In 1835, the 16,000 square foot project was initiated and took roughly five years to complete. When finished, Sorrel had spent a total of 12,000 dollars, a substantial amount at the time.
The Sorrel Weed House is often compared to the Owens-Thomas House in Savannah, the similarities between them being not only their exterior appearance but also their cruel slave-centered past.
The Sorrel Weed House is often referred to as one of the most haunted places in America. Although we won’t bore you with tales of ghosts and apparitions, there is value in discussing the historical aspects that earned the home such a reputation.
According to legend, the home’s paranormal activity stems from the tragic death of Francis Sorrel’s second wife, Matilda. Lucinda, his first wife, died of yellow fever in 1827, and Francis went on to marry her sister Matilda two years later.
The already uncomfortable story takes a dark turn when Matilda jumps to her death from the second story after she discovers Francis having an affair with a slave girl named Molly.
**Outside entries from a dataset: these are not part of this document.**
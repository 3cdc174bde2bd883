fn main() {
    crash_hotspots::cli::run();
}
//! Data processing modules.

pub mod clustering;
pub mod geo;
pub mod standardize;
pub mod summaries;

// Re-export key types for convenience
pub use clustering::{cluster_hotspots, ClusterError, Hotspots};
pub use geo::{extract_geo_points, GeoPoint};
pub use standardize::Standardizer;
pub use summaries::{
    average_daily_by_weather, counts_by_category, counts_by_speed_limit,
    crash_type_by_trafficway, hourly_counts, injuries_by_crash_type,
};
Molly is said to have committed suicide as well, hanging herself in grief.
Records indicate that Matilda did commit suicide in 1859 by plunging to her death. According to Sorrel’s friend, Charles C. Jones, Matilda jumped from the second - or third story - window “in a fit of lunacy.”
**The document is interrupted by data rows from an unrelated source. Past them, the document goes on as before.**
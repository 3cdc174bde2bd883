//! Seeded k-means hotspot clustering for accident coordinates.
//!
//! This module implements Lloyd's algorithm directly rather than calling out
//! to a clustering library, so the seeding, restart, and tie-break policy are
//! explicit and testable:
//! - centroid initialization is a seeded choice of `k` distinct input points
//! - nearest-centroid ties break toward the lowest centroid index
//! - the best of `restarts` independent runs (lowest inertia) wins, ties
//!   toward the earlier run
//!
//! Coordinates are standardized to zero mean / unit variance per axis before
//! clustering and the winning centroids are mapped back to latitude/longitude
//! units. The assignment step is parallelized with `rayon`; it is a pure
//! per-point computation, so parallelism cannot affect the result.
//!
//! # Example
//!
//! ```no_run
//! use crash_hotspots::config::HotspotConfig;
//! use crash_hotspots::processors::clustering::cluster_hotspots;
//! use crash_hotspots::processors::geo::GeoPoint;
//!
//! let points = vec![GeoPoint { row: 0, latitude: 41.88, longitude: -87.63 }];
//! let hotspots = cluster_hotspots(&points, &HotspotConfig { k: 1, ..Default::default() });
//! ```

use rand::rngs::StdRng;
use rand::SeedableRng;
use rayon::prelude::*;
use thiserror::Error;

use crate::config::HotspotConfig;
use crate::processors::geo::GeoPoint;
use crate::processors::standardize::Standardizer;

/// Errors detected before any clustering work begins.
#[derive(Error, Debug)]
pub enum ClusterError {
    #[error("no geo-referenced points to cluster")]
    EmptyInput,

    #[error("invalid cluster count: k={k} for {points} points")]
    InvalidClusterCount { k: usize, points: usize },
}

/// Result type for clustering operations.
pub type Result<T> = std::result::Result<T, ClusterError>;

/// Output of a hotspot clustering run.
#[derive(Debug, Clone)]
pub struct Hotspots {
    /// Cluster label per input point, index-aligned with the input slice.
    /// Every label is in `[0, k)`.
    pub labels: Vec<usize>,
    /// One centroid per cluster label, in original latitude/longitude units.
    /// Always exactly `k` entries, even if a cluster ended up empty.
    pub centroids: Vec<[f64; 2]>,
    /// Total within-cluster squared distance of the winning run, in
    /// standardized space.
    pub inertia: f64,
}

impl Hotspots {
    /// Number of points assigned to each cluster label.
    pub fn cluster_sizes(&self) -> Vec<usize> {
        let mut sizes = vec![0usize; self.centroids.len()];
        for &label in &self.labels {
            sizes[label] += 1;
        }
        sizes
    }
}

/// One completed run of Lloyd's algorithm, in standardized space.
struct KMeansRun {
    labels: Vec<usize>,
    centroids: Vec<[f64; 2]>,
    inertia: f64,
}

#[inline]
fn distance_sq(a: &[f64; 2], b: &[f64; 2]) -> f64 {
    let d0 = a[0] - b[0];
    let d1 = a[1] - b[1];
    d0 * d0 + d1 * d1
}

/// Index of the nearest centroid by squared Euclidean distance.
///
/// Strict comparison, so ties resolve to the lowest centroid index.
#[inline]
fn nearest_centroid(point: &[f64; 2], centroids: &[[f64; 2]]) -> usize {
    let mut best_idx = 0usize;
    let mut best_dist = f64::MAX;
    for (idx, centroid) in centroids.iter().enumerate() {
        let dist = distance_sq(point, centroid);
        if dist < best_dist {
            best_dist = dist;
            best_idx = idx;
        }
    }
    best_idx
}

/// One full run of Lloyd's algorithm from a seeded initialization.
///
/// Iterates assignment and centroid update until assignments stop changing
/// or `max_iterations` is reached. An empty cluster keeps its previous
/// centroid, so the output always has exactly `k` centroids.
fn lloyd(scaled: &[[f64; 2]], k: usize, max_iterations: usize, rng: &mut StdRng) -> KMeansRun {
    let n = scaled.len();

    // Initialize centroids as k distinct input points
    let mut centroids: Vec<[f64; 2]> = rand::seq::index::sample(rng, n, k)
        .into_iter()
        .map(|i| scaled[i])
        .collect();

    let mut labels = vec![0usize; n];

    for _iter in 0..max_iterations.max(1) {
        // Assignment step (parallel, pure per-point)
        let new_labels: Vec<usize> = scaled
            .par_iter()
            .map(|point| nearest_centroid(point, &centroids))
            .collect();

        let changed = new_labels != labels;
        labels = new_labels;

        // Update step: centroid = mean of assigned points
        let mut sums = vec![[0.0f64; 2]; k];
        let mut counts = vec![0usize; k];
        for (point, &label) in scaled.iter().zip(labels.iter()) {
            sums[label][0] += point[0];
            sums[label][1] += point[1];
            counts[label] += 1;
        }
        for cluster in 0..k {
            if counts[cluster] > 0 {
                let count = counts[cluster] as f64;
                centroids[cluster] = [sums[cluster][0] / count, sums[cluster][1] / count];
            }
        }

        if !changed {
            break;
        }
    }

    // Sequential sum keeps the inertia bit-for-bit reproducible
    let inertia = scaled
        .iter()
        .zip(labels.iter())
        .map(|(point, &label)| distance_sq(point, &centroids[label]))
        .sum();

    KMeansRun {
        labels,
        centroids,
        inertia,
    }
}

/// Cluster accident coordinates into `k` geographic hotspots.
///
/// Standardizes the coordinates, runs `config.restarts` independent seeded
/// runs of Lloyd's algorithm, keeps the run with the lowest inertia, and
/// maps its centroids back into latitude/longitude units.
///
/// Deterministic: identical input, `k`, and seed produce identical labels
/// and centroids across runs and platforms.
///
/// # Errors
///
/// - [`ClusterError::EmptyInput`] if `points` is empty
/// - [`ClusterError::InvalidClusterCount`] if `k == 0` or `k > points.len()`
///
/// # Performance
///
/// O(restarts × iterations × n × k); fine for the tens of thousands of
/// records this dataset holds.
pub fn cluster_hotspots(points: &[GeoPoint], config: &HotspotConfig) -> Result<Hotspots> {
    if points.is_empty() {
        return Err(ClusterError::EmptyInput);
    }
    if config.k == 0 || config.k > points.len() {
        return Err(ClusterError::InvalidClusterCount {
            k: config.k,
            points: points.len(),
        });
    }

    // Statistics are fit once, over exactly this point set
    let standardizer = Standardizer::fit(points);
    let scaled: Vec<[f64; 2]> = points.iter().map(|p| standardizer.transform(p)).collect();

    // Each restart gets its own deterministic seed, so runs stay independent
    let seed_for = |run: usize| StdRng::seed_from_u64(config.seed.wrapping_add(run as u64));

    let mut best = lloyd(&scaled, config.k, config.max_iterations, &mut seed_for(0));
    for run in 1..config.restarts.max(1) {
        let candidate = lloyd(&scaled, config.k, config.max_iterations, &mut seed_for(run));
        if candidate.inertia < best.inertia {
            best = candidate;
        }
    }

    log::debug!(
        "k-means: k={} restarts={} winning inertia={:.6}",
        config.k,
        config.restarts,
        best.inertia
    );

    let centroids = best
        .centroids
        .iter()
        .map(|c| standardizer.inverse(c))
        .collect();

    Ok(Hotspots {
        labels: best.labels,
        centroids,
        inertia: best.inertia,
    })
}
The details were described in a letter Jones wrote to his mother. In the letter, he also confirms that the suicide happened next door at 12 West Harris Street, where the family lived after Sorrel sold his home to Weed. In her reply, Jones’ mother states that she was aware of Matilda being depressed for some time, although it doesn’t seem like many other people knew of Mrs. Sorrel’s struggle.
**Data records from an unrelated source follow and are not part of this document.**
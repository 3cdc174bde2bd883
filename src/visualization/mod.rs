//! PNG rendering for accident maps and summary charts.
//!
//! This module generates 2D scatter maps of accident locations, hotspot maps
//! with cluster-colored points and centroid markers, and bar / stacked-bar
//! charts, all via the plotters library. Plots carry no text labels (no fonts
//! on WSL); the CSV companions written by `core::writers` hold the labels.

use std::path::Path;

use plotters::prelude::*;
use plotters_bitmap::BitMapBackend;
use thiserror::Error;

use crate::config::RenderConfig;
use crate::processors::geo::GeoPoint;

/// Errors that can occur during rendering.
#[derive(Error, Debug)]
pub enum VisualizationError {
    #[error("IO error: {0}")]
    Io(#[from] std::io::Error),

    #[error("Plotting error: {0}")]
    PlottingError(String),

    #[error("Nothing to plot")]
    EmptyInput,

    #[error("array length mismatch: {points_len} points, {labels_len} labels")]
    LengthMismatch {
        points_len: usize,
        labels_len: usize,
    },
}

/// Result type for rendering operations.
pub type Result<T> = std::result::Result<T, VisualizationError>;

/// Color palette for cluster visualization, indexed by label modulo length.
const CLUSTER_COLORS: &[(u8, u8, u8)] = &[
    (228, 26, 28),   // Red
    (55, 126, 184),  // Blue
    (77, 175, 74),   // Green
    (152, 78, 163),  // Purple
    (255, 127, 0),   // Orange
    (255, 255, 51),  // Yellow
    (166, 86, 40),   // Brown
    (247, 129, 191), // Pink
    (153, 153, 153), // Gray
    (0, 206, 209),   // Turquoise
    (138, 43, 226),  // Blue Violet
    (50, 205, 50),   // Lime Green
];

/// Marker color for accident locations on the plain map.
const ACCIDENT_COLOR: (u8, u8, u8) = (204, 0, 0);

/// Marker color for hotspot centroids.
const CENTROID_COLOR: (u8, u8, u8) = (0, 0, 0);

fn plot_err<E: std::fmt::Display>(e: E) -> VisualizationError {
    VisualizationError::PlottingError(e.to_string())
}

/// Color for a cluster label.
#[inline]
pub fn cluster_color(label: usize) -> RGBColor {
    let (r, g, b) = CLUSTER_COLORS[label % CLUSTER_COLORS.len()];
    RGBColor(r, g, b)
}

/// Subsampling step so at most `max_points` of `n` get drawn.
#[inline]
fn plot_step(n: usize, max_points: usize) -> usize {
    if max_points > 0 && n > max_points {
        n / max_points
    } else {
        1
    }
}

/// Bounds with 5% padding on each side; degenerate axes widen by one unit.
fn padded_bounds(xs: impl Iterator<Item = f64> + Clone, ys: impl Iterator<Item = f64> + Clone) -> (f64, f64, f64, f64) {
    let mut x_min = f64::MAX;
    let mut x_max = f64::MIN;
    let mut y_min = f64::MAX;
    let mut y_max = f64::MIN;

    for x in xs {
        if x < x_min {
            x_min = x;
        }
        if x > x_max {
            x_max = x;
        }
    }
    for y in ys {
        if y < y_min {
            y_min = y;
        }
        if y > y_max {
            y_max = y;
        }
    }

    if (x_max - x_min).abs() < f64::EPSILON {
        x_min -= 1.0;
        x_max += 1.0;
    }
    if (y_max - y_min).abs() < f64::EPSILON {
        y_min -= 1.0;
        y_max += 1.0;
    }

    let x_pad = (x_max - x_min) * 0.05;
    let y_pad = (y_max - y_min) * 0.05;
    (x_min - x_pad, x_max + x_pad, y_min - y_pad, y_max + y_pad)
}

/// Plot accident locations as a 2D scatter (longitude vs latitude) PNG.
///
/// Subsamples down to `config.max_points` when the dataset is larger.
pub fn plot_accident_map(path: &Path, points: &[GeoPoint], config: &RenderConfig) -> Result<()> {
    if points.is_empty() {
        return Err(VisualizationError::EmptyInput);
    }

    let step = plot_step(points.len(), config.max_points);
    let alpha = config.alpha.clamp(0.0, 1.0);
    let color = RGBAColor(ACCIDENT_COLOR.0, ACCIDENT_COLOR.1, ACCIDENT_COLOR.2, alpha);

    let (x_min, x_max, y_min, y_max) = padded_bounds(
        points.iter().map(|p| p.longitude),
        points.iter().map(|p| p.latitude),
    );

    let root = BitMapBackend::new(path, (config.width, config.height)).into_drawing_area();
    root.fill(&WHITE).map_err(plot_err)?;

    let mut chart = ChartBuilder::on(&root)
        .margin(10)
        .build_cartesian_2d(x_min..x_max, y_min..y_max)
        .map_err(plot_err)?;

    chart
        .configure_mesh()
        .disable_x_mesh()
        .disable_y_mesh()
        .draw()
        .map_err(plot_err)?;

    chart
        .draw_series(
            points
                .iter()
                .step_by(step)
                .map(|p| Circle::new((p.longitude, p.latitude), 2, color.filled())),
        )
        .map_err(plot_err)?;

    root.present().map_err(plot_err)?;
    Ok(())
}

/// Plot the hotspot map: points colored by cluster label, centroids drawn
/// on top as large outlined markers.
///
/// `labels` must be index-aligned with `points`; `centroids` are in
/// latitude/longitude units, index-aligned with label values.
pub fn plot_hotspot_map(
    path: &Path,
    points: &[GeoPoint],
    labels: &[usize],
    centroids: &[[f64; 2]],
    config: &RenderConfig,
) -> Result<()> {
    if points.is_empty() {
        return Err(VisualizationError::EmptyInput);
    }
    if points.len() != labels.len() {
        return Err(VisualizationError::LengthMismatch {
            points_len: points.len(),
            labels_len: labels.len(),
        });
    }

    let step = plot_step(points.len(), config.max_points);
    let alpha = config.alpha.clamp(0.0, 1.0);

    let (x_min, x_max, y_min, y_max) = padded_bounds(
        points
            .iter()
            .map(|p| p.longitude)
            .chain(centroids.iter().map(|c| c[1])),
        points
            .iter()
            .map(|p| p.latitude)
            .chain(centroids.iter().map(|c| c[0])),
    );

    let root = BitMapBackend::new(path, (config.width, config.height)).into_drawing_area();
    root.fill(&WHITE).map_err(plot_err)?;

    let mut chart = ChartBuilder::on(&root)
        .margin(10)
        .build_cartesian_2d(x_min..x_max, y_min..y_max)
        .map_err(plot_err)?;

    chart
        .configure_mesh()
        .disable_x_mesh()
        .disable_y_mesh()
        .draw()
        .map_err(plot_err)?;

    chart
        .draw_series(points.iter().zip(labels.iter()).step_by(step).map(
            |(p, &label)| {
                let c = cluster_color(label);
                let color = RGBAColor(c.0, c.1, c.2, alpha);
                Circle::new((p.longitude, p.latitude), 2, color.filled())
            },
        ))
        .map_err(plot_err)?;

    // Centroids on top: filled disc with a contrasting ring
    let centroid_fill = RGBColor(CENTROID_COLOR.0, CENTROID_COLOR.1, CENTROID_COLOR.2);
    chart
        .draw_series(centroids.iter().enumerate().flat_map(|(label, c)| {
            let pos = (c[1], c[0]);
            [
                Circle::new(pos, 9, centroid_fill.filled()),
                Circle::new(pos, 9, cluster_color(label).stroke_width(3)),
            ]
        }))
        .map_err(plot_err)?;

    root.present().map_err(plot_err)?;
    Ok(())
}

/// Render a vertical bar chart for `(category, value)` pairs, in input order.
///
/// Bars are unlabeled; pair the PNG with `write_counts_csv` output.
pub fn plot_bar_chart(path: &Path, rows: &[(String, f64)], config: &RenderConfig) -> Result<()> {
    if rows.is_empty() {
        return Err(VisualizationError::EmptyInput);
    }

    let max_value = rows.iter().map(|(_, v)| *v).fold(0.0f64, f64::max);
    let y_max = if max_value > 0.0 { max_value * 1.05 } else { 1.0 };

    let root = BitMapBackend::new(path, (config.width, config.height)).into_drawing_area();
    root.fill(&WHITE).map_err(plot_err)?;

    let mut chart = ChartBuilder::on(&root)
        .margin(10)
        .build_cartesian_2d(0f64..rows.len() as f64, 0f64..y_max)
        .map_err(plot_err)?;

    chart
        .configure_mesh()
        .disable_x_mesh()
        .draw()
        .map_err(plot_err)?;

    let bar_color = RGBColor(55, 126, 184);
    chart
        .draw_series(rows.iter().enumerate().map(|(i, (_, value))| {
            let x0 = i as f64 + 0.1;
            let x1 = i as f64 + 0.9;
            Rectangle::new([(x0, 0.0), (x1, *value)], bar_color.filled())
        }))
        .map_err(plot_err)?;

    root.present().map_err(plot_err)?;
    Ok(())
}

/// Render a stacked bar chart: one bar per outer category, one palette-colored
/// segment per inner category.
pub fn plot_stacked_bar_chart(
    path: &Path,
    groups: &[(String, Vec<(String, u64)>)],
    config: &RenderConfig,
) -> Result<()> {
    if groups.is_empty() {
        return Err(VisualizationError::EmptyInput);
    }

    // Stable segment color assignment across all bars
    let mut segment_names: Vec<&str> = groups
        .iter()
        .flat_map(|(_, segments)| segments.iter().map(|(name, _)| name.as_str()))
        .collect();
    segment_names.sort_unstable();
    segment_names.dedup();
    let color_index = |name: &str| segment_names.iter().position(|s| *s == name).unwrap_or(0);

    let max_total = groups
        .iter()
        .map(|(_, segments)| segments.iter().map(|(_, v)| *v).sum::<u64>())
        .max()
        .unwrap_or(0);
    let y_max = if max_total > 0 {
        max_total as f64 * 1.05
    } else {
        1.0
    };

    let root = BitMapBackend::new(path, (config.width, config.height)).into_drawing_area();
    root.fill(&WHITE).map_err(plot_err)?;

    let mut chart = ChartBuilder::on(&root)
        .margin(10)
        .build_cartesian_2d(0f64..groups.len() as f64, 0f64..y_max)
        .map_err(plot_err)?;

    chart
        .configure_mesh()
        .disable_x_mesh()
        .draw()
        .map_err(plot_err)?;

    let mut rectangles = Vec::new();
    for (i, (_, segments)) in groups.iter().enumerate() {
        let x0 = i as f64 + 0.1;
        let x1 = i as f64 + 0.9;
        let mut base = 0.0f64;
        for (name, value) in segments {
            let top = base + *value as f64;
            rectangles.push(Rectangle::new(
                [(x0, base), (x1, top)],
                cluster_color(color_index(name)).filled(),
            ));
            base = top;
        }
    }

    chart.draw_series(rectangles).map_err(plot_err)?;

    root.present().map_err(plot_err)?;
    Ok(())
}

#[cfg(test)]
mod tests {
    use super::*;
    use tempfile::tempdir;

    fn test_points() -> Vec<GeoPoint> {
        vec![
            GeoPoint {
                row: 0,
                latitude: 41.88,
                longitude: -87.63,
            },
            GeoPoint {
                row: 1,
                latitude: 41.90,
                longitude: -87.60,
            },
            GeoPoint {
                row: 2,
                latitude: 41.70,
                longitude: -87.65,
            },
        ]
    }

    #[test]
    fn test_plot_accident_map_writes_png() {
        let dir = tempdir().unwrap();
        let path = dir.path().join("map.png");

        plot_accident_map(&path, &test_points(), &RenderConfig::default()).unwrap();
        assert!(path.exists());
        assert!(path.metadata().unwrap().len() > 0);
    }

    #[test]
    fn test_plot_accident_map_empty() {
        let dir = tempdir().unwrap();
        let path = dir.path().join("map.png");

        let result = plot_accident_map(&path, &[], &RenderConfig::default());
        assert!(matches!(result, Err(VisualizationError::EmptyInput)));
    }

    #[test]
    fn test_plot_hotspot_map_writes_png() {
        let dir = tempdir().unwrap();
        let path = dir.path().join("hotspots.png");

        plot_hotspot_map(
            &path,
            &test_points(),
            &[0, 0, 1],
            &[[41.89, -87.615], [41.70, -87.65]],
            &RenderConfig::default(),
        )
        .unwrap();
        assert!(path.exists());
    }

    #[test]
    fn test_plot_hotspot_map_length_mismatch() {
        let dir = tempdir().unwrap();
        let path = dir.path().join("hotspots.png");

        let result = plot_hotspot_map(
            &path,
            &test_points(),
            &[0, 1],
            &[[41.89, -87.615]],
            &RenderConfig::default(),
        );
        assert!(matches!(
            result,
            Err(VisualizationError::LengthMismatch { .. })
        ));
    }

    #[test]
    fn test_plot_bar_chart_writes_png() {
        let dir = tempdir().unwrap();
        let path = dir.path().join("bars.png");

        let rows = vec![
            ("DARKNESS".to_string(), 12.0),
            ("DAYLIGHT".to_string(), 7.0),
        ];
        plot_bar_chart(&path, &rows, &RenderConfig::default()).unwrap();
        assert!(path.exists());
    }

    #[test]
    fn test_plot_stacked_bar_chart_writes_png() {
        let dir = tempdir().unwrap();
        let path = dir.path().join("stacked.png");

        let groups = vec![
            (
                "DIVIDED".to_string(),
                vec![("REAR END".to_string(), 2), ("TURNING".to_string(), 1)],
            ),
            ("ONE-WAY".to_string(), vec![("ANGLE".to_string(), 3)]),
        ];
        plot_stacked_bar_chart(&path, &groups, &RenderConfig::default()).unwrap();
        assert!(path.exists());
    }

    #[test]
    fn test_cluster_color_wraps_palette() {
        assert_eq!(cluster_color(0), cluster_color(CLUSTER_COLORS.len()));
    }
}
Matilda was an active member of the Board of the Female Asylum before her death, and word getting out that she had a mental illness would have been detrimental to her career.
As far as the existence of Molly, the available records point to two potential women. The first one appears written on a manifest that listed slaves transported by Francis Sorrel. The manifest mentions a 28-year-old “black” woman named Molly, who was transported from Savannah to New York in 1857, two years before the tragedy. It is unknown, however, if she ever returned to Savannah.
Charles Green, the owner of the Green-Meldrim House across the street, also owned a slave named Molly during this time. It is possible that Green, who was Sorrel’s friend, shared women with him.
After Matilda’s death, people began to speculate how Sorrel could have been attracted to Molly. African-Americans at the time were considered to be degenerate, savages who worshipped strange gods, and followed twisted traditions. Therefore, the only explanation for why Matilda would commit suicide would have to be that she fell victim to the workings of a dark young temptress who used voodoo to seduce her husband. What is highly likely, however, is that Francis forced himself on female slaves, a common yet unspoken practice at the time.
Slaves were, sadly, seen as nothing but property, exploited not only physically but also sexually. Regardless of how we view this narrative, the demonization of African-Americans, especially black women and the dominance of white-privileged men is evident.
The slave quarters offer a contrasting yet complete glimpse into the home’s past. As was customary, the main home proudly displayed expensive furnishings, while the slaves lived in cramped, deteriorating rooms.
The two-story building was equipped with the bare minimum: a fireplace, a table, and cast-iron pots for cooking, chamber pots for human waste disposal, and a barrel for bathing. The beds were a simple wooden frame with no other support except for an interlaced rope that created a sort of net-hammock hybrid.
The slaves were only provided two blankets, one was used as a cover, while the other was used as a pillow. This was sadly all that was available to those who lived their lives in confinement and who contributed so much to the development of the city.
The Old Sorrel Weed House Museum currently conducts daily historical and paranormal walk-in tours of the main home and carriage house. The museum offers both adults only and family friendly tours.